use once_cell::sync::Lazy;
use regex::Regex;

use crate::models::study_plan::{StudySession, Subject};

/// Ordered keyword heuristics; the first match wins.
static SUBJECT_PATTERNS: Lazy<Vec<(Subject, Regex)>> = Lazy::new(|| {
    let table: [(Subject, &str); 9] = [
        (
            Subject::Programming,
            r"(?i)\b(programming|coding|python|javascript|typescript|rust|java|algorithms?|web dev\w*|software|data structures?)\b",
        ),
        (
            Subject::Mathematics,
            r"(?i)\b(math\w*|algebra|calculus|geometry|trigonometry|statistics|probability|arithmetic)\b",
        ),
        (Subject::Physics, r"(?i)\b(physics|mechanics|electricity|optics|thermodynamics)\b"),
        (Subject::Chemistry, r"(?i)\b(chemistry|chemical|organic|molecul\w*)\b"),
        (Subject::Biology, r"(?i)\b(biology|anatomy|genetics|ecology|botany|zoology)\b"),
        (
            Subject::Language,
            r"(?i)\b(english|spanish|french|german|italian|grammar|vocabulary|literature|writing|reading)\b",
        ),
        (Subject::History, r"(?i)\b(history|historical|civilization|geography)\b"),
        (
            Subject::Economics,
            r"(?i)\b(economics?|finance|accounting|business|marketing)\b",
        ),
        (Subject::Arts, r"(?i)\b(art|arts|music|design|drawing|painting)\b"),
    ];

    table
        .into_iter()
        .filter_map(|(subject, pattern)| Regex::new(pattern).ok().map(|re| (subject, re)))
        .collect()
});

pub fn classify(course_title: &str) -> Subject {
    SUBJECT_PATTERNS
        .iter()
        .find(|(_, pattern)| pattern.is_match(course_title))
        .map(|(subject, _)| *subject)
        .unwrap_or(Subject::General)
}

/// Display color key for the calendar UI.
pub fn color_for(subject: Subject) -> &'static str {
    match subject {
        Subject::Mathematics => "blue",
        Subject::Physics => "indigo",
        Subject::Chemistry => "teal",
        Subject::Biology => "green",
        Subject::Programming => "purple",
        Subject::Language => "orange",
        Subject::History => "amber",
        Subject::Economics => "emerald",
        Subject::Arts => "pink",
        Subject::General => "gray",
    }
}

pub fn classify_session(session: &mut StudySession) {
    let subject = classify(&session.course_title);
    session.subject = subject;
    session.color_code = color_for(subject).to_string();
}
use std::sync::Mutex;

use chrono::{DateTime, Duration, NaiveDate, Utc};

/// Source of "now" for the planner. Everything date-relative (missed detection,
/// expected progress, buddy cooldowns) reads time through this seam.
pub trait Clock: Send + Sync {
    fn now(&self) -> DateTime<Utc>;

    fn today(&self) -> NaiveDate {
        self.now().date_naive()
    }
}

#[derive(Debug, Default, Clone, Copy)]
pub struct SystemClock;

impl Clock for SystemClock {
    fn now(&self) -> DateTime<Utc> {
        Utc::now()
    }
}

/// Manually driven clock for tests and replays.
#[derive(Debug)]
pub struct FixedClock {
    current: Mutex<DateTime<Utc>>,
}

impl FixedClock {
    pub fn new(at: DateTime<Utc>) -> Self {
        Self {
            current: Mutex::new(at),
        }
    }

    pub fn set(&self, at: DateTime<Utc>) {
        if let Ok(mut guard) = self.current.lock() {
            *guard = at;
        }
    }

    pub fn advance(&self, by: Duration) {
        if let Ok(mut guard) = self.current.lock() {
            *guard += by;
        }
    }
}

impl Clock for FixedClock {
    fn now(&self) -> DateTime<Utc> {
        match self.current.lock() {
            Ok(guard) => *guard,
            Err(poisoned) => *poisoned.into_inner(),
        }
    }
}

+++++

Could you copy each line of the material that holds "Arts"?

        (Subject::Arts, r"(?i)\b(art|arts|music|design|drawing|painting)\b"),
        Subject::Arts => "pink",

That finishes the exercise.